*WORK REQUIRED:*
The required output is the exact run of lines below that opens at the line with "for (ty, verdict)" and closes at the line with "const NO_SIDE_EFFECTS = 1 << 0;".

*PROVIDED INFORMATION:*
================================

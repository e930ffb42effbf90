use thiserror::Error;
use uuid::Uuid;

/// Domain-specific errors using thiserror
#[derive(Error, Debug)]
pub enum DomainError {
    #[error("Missing required field: {field}")]
    MissingField { field: &'static str },

    #[error("Validation failed: {field}: {message}")]
    Validation { field: String, message: String },

    #[error("Appointment not found: {id}")]
    AppointmentNotFound { id: Uuid },

    #[error("Log not found: {id}")]
    LogNotFound { id: Uuid },

    #[error("Row belongs to another user")]
    NotOwner,

    #[error("Database error: {message}")]
    Database { message: String },
}

impl DomainError {
    pub fn missing_field(field: &'static str) -> Self {
        Self::MissingField { field }
    }

    pub fn validation(field: impl Into<String>, message: impl Into<String>) -> Self {
        Self::Validation {
            field: field.into(),
            message: message.into(),
        }
    }

    pub fn appointment_not_found(id: Uuid) -> Self {
        Self::AppointmentNotFound { id }
    }

    pub fn log_not_found(id: Uuid) -> Self {
        Self::LogNotFound { id }
    }

    pub fn database(message: impl Into<String>) -> Self {
        Self::Database {
            message: message.into(),
        }
    }
}
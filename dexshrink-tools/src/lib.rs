use dexshrink_core::DexType;
use dexshrink_ir::ClassInitializerSideEffect;
use std::io::Read;

pub fn read_input_string(path: &std::path::Path) -> anyhow::Result<String> {
    if path.to_str() == Some("-") {
        let mut buffer = String::new();
        std::io::stdin().read_to_string(&mut buffer)?;
        Ok(buffer)
    } else {
        std::fs::read_to_string(path)
            .map_err(|e| anyhow::anyhow!("Failed to read input file {:?}: {}", path, e))
    }
}

/// Installs `env_logger`, defaulting to `debug` when `verbose` and `warn`
/// otherwise. `RUST_LOG` still takes precedence.
pub fn init_logging(verbose: bool) {
    let default = if verbose { "debug" } else { "warn" };
    let _ = env_logger::Builder::from_env(env_logger::Env::default().default_filter_or(default))
        .try_init();
}

/// One `LFoo; VERDICT` line per class, in descriptor order.
pub fn format_verdicts(results: &[(DexType, ClassInitializerSideEffect)]) -> String {
    let mut out = String::new();
    for (ty, verdict) in results {
        out.push_str(&format!("{} {}\n", ty, verdict));
    }
    out
}

#[cfg(test)]
mod tests {
    use super::*;

    #[test]
    fn test_format_verdicts() {
        let results = vec![
            (DexType::new("LA;"), ClassInitializerSideEffect::None),
            (
                DexType::new("LB;"),
                ClassInitializerSideEffect::SideEffectsThatCannotBePostponed,
            ),
        ];
        assert_eq!(
            format_verdicts(&results),
            "LA; NONE\nLB; SIDE_EFFECTS_THAT_CANNOT_BE_POSTPONED\n"
        );
    }

    #[test]
    fn test_read_missing_file() {
        let err = read_input_string(std::path::Path::new("/nonexistent/program.dex.txt"))
            .unwrap_err();
        assert!(err.to_string().contains("Failed to read input file"));
    }
}
//! Per-method facts computed by analyses and consumed by later optimizations.

use crate::analysis::class_initializer::ClassInitializerSideEffect;
use crate::analysis::method_side_effects::InstanceInitializerInfo;
use crate::program::AppView;
use bitflags::bitflags;
use dexshrink_core::MethodRef;
use dexshrink_support::FastHashMap;
use std::sync::Mutex;

bitflags! {
    /// Facts known about a method. An absent flag is the conservative answer.
    #[derive(Debug, Clone, Copy, PartialEq, Eq, Hash)]
    pub struct OptimizationFlags: u32 {
        /// Invoking the method has no observable effect and cannot throw.
        const NO_SIDE_EFFECTS = 1 << 0;

        /// A constructor whose only effects are writes to its receiver's fields.
        const NO_SIDE_EFFECTS_BESIDES_RECEIVER_FIELD_WRITES = 1 << 1;

        /// A constructor whose receiver field values are computed only from
        /// its arguments and constants.
        const INSTANCE_FIELD_INITIALIZATION_INDEPENDENT_OF_ENVIRONMENT = 1 << 2;

        /// A class initializer whose first trigger may be moved later.
        const CLASS_INITIALIZER_MAY_BE_POSTPONED = 1 << 3;
    }
}

impl Default for OptimizationFlags {
    fn default() -> Self {
        OptimizationFlags::empty()
    }
}

#[derive(Debug, Clone, Copy, Default, PartialEq, Eq)]
pub struct MethodOptimizationInfo {
    pub flags: OptimizationFlags,
}

impl MethodOptimizationInfo {
    pub fn new(flags: OptimizationFlags) -> Self {
        Self { flags }
    }

    pub fn may_have_side_effects(&self) -> bool {
        !self.flags.contains(OptimizationFlags::NO_SIDE_EFFECTS)
    }

    pub fn only_writes_receiver_fields(&self) -> bool {
        self.flags.intersects(
            OptimizationFlags::NO_SIDE_EFFECTS
                | OptimizationFlags::NO_SIDE_EFFECTS_BESIDES_RECEIVER_FIELD_WRITES,
        )
    }

    pub fn instance_field_initialization_may_depend_on_environment(&self) -> bool {
        !self
            .flags
            .contains(OptimizationFlags::INSTANCE_FIELD_INITIALIZATION_INDEPENDENT_OF_ENVIRONMENT)
    }

    pub fn class_initializer_may_be_postponed(&self) -> bool {
        self.flags
            .contains(OptimizationFlags::CLASS_INITIALIZER_MAY_BE_POSTPONED)
    }
}

/// Collects optimization facts while analyses run against a frozen
/// `AppView`, and merges them into the view afterwards.
///
/// Safe to share between threads analysing different methods.
#[derive(Debug, Default)]
pub struct OptimizationFeedback {
    updates: Mutex<FastHashMap<MethodRef, OptimizationFlags>>,
}

impl OptimizationFeedback {
    pub fn new() -> Self {
        Self::default()
    }

    fn mark(&self, method: &MethodRef, flags: OptimizationFlags) {
        let mut updates = self.updates.lock().unwrap_or_else(|e| e.into_inner());
        *updates.entry(*method).or_default() |= flags;
    }

    pub fn method_may_not_have_side_effects(&self, method: &MethodRef) {
        self.mark(method, OptimizationFlags::NO_SIDE_EFFECTS);
    }

    pub fn class_initializer_may_be_postponed(&self, method: &MethodRef) {
        self.mark(method, OptimizationFlags::CLASS_INITIALIZER_MAY_BE_POSTPONED);
    }

    pub fn record_instance_initializer_info(&self, method: &MethodRef, info: &InstanceInitializerInfo) {
        let flags = info.flags();
        if !flags.is_empty() {
            self.mark(method, flags);
        }
    }

    /// Records what a class initializer verdict licenses.
    pub fn record_class_initializer_side_effect(
        &self,
        method: &MethodRef,
        side_effect: ClassInitializerSideEffect,
    ) {
        if side_effect.is_none() {
            self.method_may_not_have_side_effects(method);
            self.class_initializer_may_be_postponed(method);
        } else if side_effect.can_be_postponed() {
            self.class_initializer_may_be_postponed(method);
        }
    }

    pub fn pending(&self, method: &MethodRef) -> OptimizationFlags {
        let updates = self.updates.lock().unwrap_or_else(|e| e.into_inner());
        updates.get(method).copied().unwrap_or_default()
    }

    /// Merges all collected flags into `app`. Returns how many methods
    /// learned at least one new flag.
    pub fn apply(self, app: &mut AppView) -> usize {
        let updates = self.updates.into_inner().unwrap_or_else(|e| e.into_inner());
        let mut changed = 0;
        for (method, flags) in updates {
            if let Some(definition) = app.method_definition_mut(&method) {
                let before = definition.optimization_info.flags;
                definition.optimization_info.flags |= flags;
                if definition.optimization_info.flags != before {
                    changed += 1;
                }
            } else {
                log::warn!("dropping optimization info for unknown method {}", method);
            }
        }
        changed
    }
}

#[cfg(test)]
mod tests {
    use super::*;
    use std::sync::Arc;
    use std::thread;

    #[test]
    fn test_default_is_conservative() {
        let info = MethodOptimizationInfo::default();
        assert!(info.may_have_side_effects());
        assert!(!info.only_writes_receiver_fields());
        assert!(info.instance_field_initialization_may_depend_on_environment());
        assert!(!info.class_initializer_may_be_postponed());
    }

    #[test]
    fn test_record_verdicts() {
        let feedback = OptimizationFeedback::new();
        let a = MethodRef::parse("LA;-><clinit>()V").unwrap();
        let b = MethodRef::parse("LB;-><clinit>()V").unwrap();
        let c = MethodRef::parse("LC;-><clinit>()V").unwrap();

        feedback.record_class_initializer_side_effect(&a, ClassInitializerSideEffect::None);
        feedback.record_class_initializer_side_effect(
            &b,
            ClassInitializerSideEffect::SideEffectsThatCanBePostponed,
        );
        feedback.record_class_initializer_side_effect(
            &c,
            ClassInitializerSideEffect::SideEffectsThatCannotBePostponed,
        );

        assert_eq!(
            feedback.pending(&a),
            OptimizationFlags::NO_SIDE_EFFECTS | OptimizationFlags::CLASS_INITIALIZER_MAY_BE_POSTPONED
        );
        assert_eq!(
            feedback.pending(&b),
            OptimizationFlags::CLASS_INITIALIZER_MAY_BE_POSTPONED
        );
        assert!(feedback.pending(&c).is_empty());
    }

    #[test]
    fn test_concurrent_marks() {
        let feedback = Arc::new(OptimizationFeedback::new());
        let method = MethodRef::parse("LA;->m()V").unwrap();
        let handles: Vec<_> = (0..8)
            .map(|i| {
                let feedback = feedback.clone();
                thread::spawn(move || {
                    if i % 2 == 0 {
                        feedback.method_may_not_have_side_effects(&method);
                    } else {
                        feedback.class_initializer_may_be_postponed(&method);
                    }
                })
            })
            .collect();
        for handle in handles {
            handle.join().unwrap();
        }
        assert_eq!(feedback.pending(&method).bits().count_ones(), 2);
    }
}
use criterion::{black_box, criterion_group, criterion_main, Criterion};
use dexshrink_support::{BitSet, StringInterner};

fn bench_intern(c: &mut Criterion) {
    let interner = StringInterner::new();
    c.bench_function("intern_descriptor", |b| {
        b.iter(|| {
            let s = interner.intern(black_box("Ljava/lang/Object;"));
            black_box(s);
        })
    });
}

fn bench_bitset_worklist(c: &mut Criterion) {
    c.bench_function("bitset_insert_4096", |b| {
        b.iter(|| {
            let mut seen = BitSet::new_empty(4096);
            for i in 0..4096 {
                black_box(seen.insert(black_box(i * 7 % 4096)));
            }
            black_box(seen.count())
        })
    });
}

criterion_group!(benches, bench_intern, bench_bitset_worklist);
criterion_main!(benches);
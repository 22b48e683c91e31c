// Shared support utilities for the dexshrink crates

pub mod strings;
pub use strings::StringInterner;
pub mod bitset;
pub use bitset::BitSet;
pub mod hash;
pub use hash::{FastHashMap, FastHashSet};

================================

*RESULT FOR THIS EXERCISE:*
    for (ty, verdict) in results {
        out.push_str(&format!("{} {}\n", ty, verdict));
    }
    out
}

#[cfg(test)]
mod tests {
    use super::*;

    #[test]
    fn test_format_verdicts() {
        let results = vec![
            (DexType::new("LA;"), ClassInitializerSideEffect::None),
            (
                DexType::new("LB;"),
                ClassInitializerSideEffect::SideEffectsThatCannotBePostponed,
            ),
        ];
        assert_eq!(
            format_verdicts(&results),
            "LA; NONE\nLB; SIDE_EFFECTS_THAT_CANNOT_BE_POSTPONED\n"
        );
    }

    #[test]
    fn test_read_missing_file() {
        let err = read_input_string(std::path::Path::new("/nonexistent/program.dex.txt"))
            .unwrap_err();
        assert!(err.to_string().contains("Failed to read input file"));
    }
}
//! Per-method facts computed by analyses and consumed by later optimizations.

use crate::analysis::class_initializer::ClassInitializerSideEffect;
use crate::analysis::method_side_effects::InstanceInitializerInfo;
use crate::program::AppView;
use bitflags::bitflags;
use dexshrink_core::MethodRef;
use dexshrink_support::FastHashMap;
use std::sync::Mutex;

bitflags! {
    /// Facts known about a method. An absent flag is the conservative answer.
    #[derive(Debug, Clone, Copy, PartialEq, Eq, Hash)]
    pub struct OptimizationFlags: u32 {
        /// Invoking the method has no observable effect and cannot throw.
        const NO_SIDE_EFFECTS = 1 << 0;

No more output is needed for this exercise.